Just quietly, one of the epic Test cricket series is developing between Australia and India. World events and crowd limits will deprive it of the atmosphere generated during, say, the 2019 Ashes, but even if their noise is filtered through masks, Test cricket lovers are gurgling with satisfaction.

For a ninth straight day, the balance remained unresolved. Session by session and even hour by hour, just when the advantage swung one way, it snapped back the other. When Steve Smith was forging a marvellous century, his first in Australia since 2017 and his first in his home city since 2015, there was an underlying tidal change towards India. At the moment Smith and Marnus Labuschagne had seemed to cement a definitive Australian bridgehead, the whole thing fell in a heap.
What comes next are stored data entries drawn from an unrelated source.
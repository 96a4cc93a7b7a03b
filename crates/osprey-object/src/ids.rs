//! Typed section indices.
//!
//! Every cross-reference in the object format is a plain u32 index into a
//! named section. On the Rust side each section gets its own newtype so a
//! call index cannot be handed to a field lookup by accident; the raw u32
//! only appears at the serialization boundary.

use crate::constants::INVALID_INDEX;

macro_rules! section_index {
    ($(#[$doc:meta])* $name:ident) => {
        $(#[$doc])*
        #[derive(Clone, Copy, PartialEq, Eq, Hash, Debug, Default, PartialOrd, Ord)]
        #[repr(transparent)]
        pub struct $name(pub u32);

        impl $name {
            /// The reserved "absent" value.
            pub const INVALID: Self = Self(INVALID_INDEX);

            #[inline]
            pub fn get(self) -> u32 {
                self.0
            }

            #[inline]
            pub fn is_invalid(self) -> bool {
                self.0 == INVALID_INDEX
            }
        }
    };
}

section_index!(
    /// Index into the StringTable section.
    StringId
);
section_index!(
    /// Index into the Types section (insertion order of the type graph).
    TypeIdx
);
section_index!(
    /// Index into the Templates section.
    TemplateIdx
);
section_index!(
    /// Index into the Existentials section.
    ExistentialIdx
);
section_index!(
    /// Index into the Statics section.
    StaticIdx
);
section_index!(
    /// Index into the Fields section.
    FieldIdx
);
section_index!(
    /// Index into the Calls section.
    CallIdx
);
section_index!(
    /// Index into the Impls section.
    ImplIdx
);
section_index!(
    /// Index into the Actions section.
    ActionIdx
);
section_index!(
    /// Index into the Concepts section.
    ConceptIdx
);
section_index!(
    /// Index into the Classes section.
    ClassIdx
);
section_index!(
    /// Index into the Structs section.
    StructIdx
);
section_index!(
    /// Index into the Instances section.
    InstanceIdx
);
section_index!(
    /// Index into the Enums section.
    EnumIdx
);
section_index!(
    /// Index into the Symbols section.
    SymbolIdx
);

/// Descriptor section tag. Together with an index it locates one descriptor.
#[derive(Clone, Copy, PartialEq, Eq, Hash, Debug)]
#[repr(u8)]
pub enum Section {
    Type = 0,
    Template = 1,
    Existential = 2,
    Static = 3,
    Field = 4,
    Call = 5,
    Impl = 6,
    Action = 7,
    Concept = 8,
    Class = 9,
    Struct = 10,
    Instance = 11,
    Enum = 12,
}

impl Section {
    pub fn from_u8(value: u8) -> Option<Self> {
        Some(match value {
            0 => Self::Type,
            1 => Self::Template,
            2 => Self::Existential,
            3 => Self::Static,
            4 => Self::Field,
            5 => Self::Call,
            6 => Self::Impl,
            7 => Self::Action,
            8 => Self::Concept,
            9 => Self::Class,
            10 => Self::Struct,
            11 => Self::Instance,
            12 => Self::Enum,
            _ => return None,
        })
    }

    pub fn name(self) -> &'static str {
        match self {
            Self::Type => "type",
            Self::Template => "template",
            Self::Existential => "existential",
            Self::Static => "static",
            Self::Field => "field",
            Self::Call => "call",
            Self::Impl => "impl",
            Self::Action => "action",
            Self::Concept => "concept",
            Self::Class => "class",
            Self::Struct => "struct",
            Self::Instance => "instance",
            Self::Enum => "enum",
        }
    }

    /// Sections that declare a named type (one `DeclRecord` each).
    pub fn is_type_decl(self) -> bool {
        matches!(
            self,
            Self::Existential
                | Self::Concept
                | Self::Class
                | Self::Struct
                | Self::Instance
                | Self::Enum
        )
    }
}

/// A `(section, index)` pair locating one descriptor.
#[derive(Clone, Copy, PartialEq, Eq, Hash, Debug)]
pub struct Locator {
    pub section: Section,
    pub index: u32,
}

impl Locator {
    pub fn new(section: Section, index: u32) -> Self {
        Self { section, index }
    }
}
The majority of Smith’s innings, as supreme as it was, took place in the guise of a rearguard action.

Steve Smith’s innings was the usual mix of the orthodox and the unorthodox.Credit:AP

The visitors, coming out to chase a total 100 runs shy of dominance, seemed to be getting on top when Shubman Gill and Rohit Sharma blunted the new ball. But the stylishness and timing of the Indian openers’ strokeplay obscured the grimness of the struggle.
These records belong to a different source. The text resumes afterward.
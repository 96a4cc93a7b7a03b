//! Per-procedure bytecode assembler.
//!
//! [`CodeWriter`] appends instructions to one procedure body. Forward jump
//! targets go through a label/patch protocol: every jump emits a 16-bit
//! placeholder and returns a [`JumpSite`]; [`CodeWriter::make_label`]
//! records the current write cursor; [`CodeWriter::patch`] binds a site to
//! a label. All fixups are kept as an explicit site → target list and
//! written in [`CodeWriter::finish`], which is also where an unpatched
//! site fails the build.
//!
//! Symbolic trap names resolve against the externally supplied
//! [`TrapTable`] at assembly time; the table must match the one the
//! interpreter dispatches with at run time.

use osprey_object::{
    Opcode, TRAP_INDEX_FOLLOWS, TRAP_SLOT_INDEX_FOLLOWS, TrapTable,
};

use crate::error::{BuildError, Result};

/// Handle for the yet-unresolved target of one emitted jump.
///
/// Must be patched exactly once before `finish`.
#[derive(Debug, Clone, Copy, PartialEq, Eq)]
pub struct JumpSite(usize);

/// A recorded write-cursor position, used as a patch target.
#[derive(Debug, Clone, Copy, PartialEq, Eq)]
pub struct Label(usize);

impl Label {
    /// Byte offset within the procedure body.
    pub fn offset(self) -> usize {
        self.0
    }
}

#[derive(Debug)]
struct Fixup {
    /// Byte offset of the 16-bit placeholder operand.
    at: usize,
    /// Bound target, set by `patch`.
    target: Option<Label>,
}

/// Finished procedure body plus its frame counts.
#[derive(Debug, Clone)]
pub struct CodeBody {
    pub(crate) bytes: Vec<u8>,
    pub(crate) num_args: u16,
    pub(crate) num_locals: u16,
    pub(crate) num_lexicals: u16,
}

impl CodeBody {
    pub fn bytes(&self) -> &[u8] {
        &self.bytes
    }

    pub fn num_args(&self) -> u16 {
        self.num_args
    }

    pub fn num_locals(&self) -> u16 {
        self.num_locals
    }

    pub fn num_lexicals(&self) -> u16 {
        self.num_lexicals
    }
}

/// Builder for one procedure's instruction stream.
pub struct CodeWriter<'t> {
    traps: &'t TrapTable,
    buf: Vec<u8>,
    fixups: Vec<Fixup>,
    num_args: u16,
    num_locals: u16,
    num_lexicals: u16,
}

impl<'t> CodeWriter<'t> {
    pub fn new(traps: &'t TrapTable, num_args: u16) -> Self {
        Self {
            traps,
            buf: Vec::new(),
            fixups: Vec::new(),
            num_args,
            num_locals: 0,
            num_lexicals: 0,
        }
    }

    /// Current write cursor, in bytes from the body start.
    pub fn cursor(&self) -> usize {
        self.buf.len()
    }

    /// Allocate a local slot, returning its index.
    pub fn alloc_local(&mut self) -> u16 {
        let slot = self.num_locals;
        self.num_locals += 1;
        slot
    }

    /// Allocate a lexical (closure-captured) slot, returning its index.
    pub fn alloc_lexical(&mut self) -> u16 {
        let slot = self.num_lexicals;
        self.num_lexicals += 1;
        slot
    }

    /// Emit a bare opcode with no operand.
    pub fn write_opcode(&mut self, op: Opcode) {
        debug_assert_eq!(op.operand_len(), 0, "{op:?} takes an operand");
        self.buf.push(op as u8);
    }

    /// Emit `load.arg n`.
    pub fn load_argument(&mut self, n: u16) {
        self.buf.push(Opcode::LoadArg as u8);
        self.buf.extend_from_slice(&n.to_le_bytes());
    }

    /// Emit `load.receiver`.
    pub fn load_receiver(&mut self) {
        self.buf.push(Opcode::LoadReceiver as u8);
    }

    /// Emit a trap by symbolic name, resolving it against the trap table.
    pub fn trap(&mut self, name: &str, flags: u8) -> Result<()> {
        let slot = self
            .traps
            .resolve(name)
            .ok_or_else(|| BuildError::UnknownTrap(name.to_owned()))?;
        self.emit_trap(slot, flags);
        Ok(())
    }

    /// Emit a trap whose numeric index is supplied as a runtime argument:
    /// the marker slot is embedded and the interpreter substitutes the
    /// index when the instruction executes.
    pub fn trap_index_follows(&mut self, flags: u8) {
        self.emit_trap(TRAP_SLOT_INDEX_FOLLOWS, flags | TRAP_INDEX_FOLLOWS);
    }

    fn emit_trap(&mut self, slot: u16, flags: u8) {
        self.buf.push(Opcode::Trap as u8);
        self.buf.extend_from_slice(&slot.to_le_bytes());
        self.buf.push(flags);
    }

    pub fn jump(&mut self) -> JumpSite {
        self.emit_jump(Opcode::Jump)
    }

    pub fn jump_if_zero(&mut self) -> JumpSite {
        self.emit_jump(Opcode::JumpIfZero)
    }

    pub fn jump_if_less_than(&mut self) -> JumpSite {
        self.emit_jump(Opcode::JumpIfLt)
    }

    pub fn jump_if_greater_than(&mut self) -> JumpSite {
        self.emit_jump(Opcode::JumpIfGt)
    }

    pub fn jump_if_less_or_equal(&mut self) -> JumpSite {
        self.emit_jump(Opcode::JumpIfLe)
    }

    pub fn jump_if_greater_or_equal(&mut self) -> JumpSite {
        self.emit_jump(Opcode::JumpIfGe)
    }

    fn emit_jump(&mut self, op: Opcode) -> JumpSite {
        self.buf.push(op as u8);
        let at = self.buf.len();
        // Placeholder until finish resolves the fixup list.
        self.buf.extend_from_slice(&u16::MAX.to_le_bytes());
        let site = JumpSite(self.fixups.len());
        self.fixups.push(Fixup { at, target: None });
        site
    }

    /// Record the current cursor as a jump target.
    pub fn make_label(&mut self) -> Label {
        Label(self.buf.len())
    }

    /// Bind a jump site to a label. Each site must be patched exactly once
    /// and must come from this writer.
    pub fn patch(&mut self, site: JumpSite, label: Label) -> Result<()> {
        let fixup = self
            .fixups
            .get_mut(site.0)
            .ok_or(BuildError::UnknownJumpSite(site.0))?;
        if fixup.target.is_some() {
            return Err(BuildError::AlreadyPatched(site.0));
        }
        if label.0 > u16::MAX as usize {
            return Err(BuildError::JumpOffsetOverflow(label.0));
        }
        fixup.target = Some(label);
        Ok(())
    }

    /// Resolve all fixups and produce the finished body.
    ///
    /// Fails if any jump site was never patched; a half-wired procedure
    /// must never reach the serializer.
    pub fn finish(mut self) -> Result<CodeBody> {
        for (site, fixup) in self.fixups.iter().enumerate() {
            let Some(target) = fixup.target else {
                return Err(BuildError::UnpatchedJump(site));
            };
            let offset = target.0 as u16;
            self.buf[fixup.at..fixup.at + 2].copy_from_slice(&offset.to_le_bytes());
        }
        Ok(CodeBody {
            bytes: self.buf,
            num_args: self.num_args,
            num_locals: self.num_locals,
            num_lexicals: self.num_lexicals,
        })
    }
}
Australia clung like a terrier to their elegant cuffs. For every glorious boundary there were 20 balls that had to be kept out with the most watchful defence. And then, just as the attritional grind seemed to be wearing down the Australians, Josh Hazlewood picked up Sharma with a return catch, Patrick Cummins had Gill taken smartly in the cordon, and Nathan Lyon produced one of his best spells, a constant threat to India’s two big guns – who now remain at the crease, ready to seize back the initiative this morning.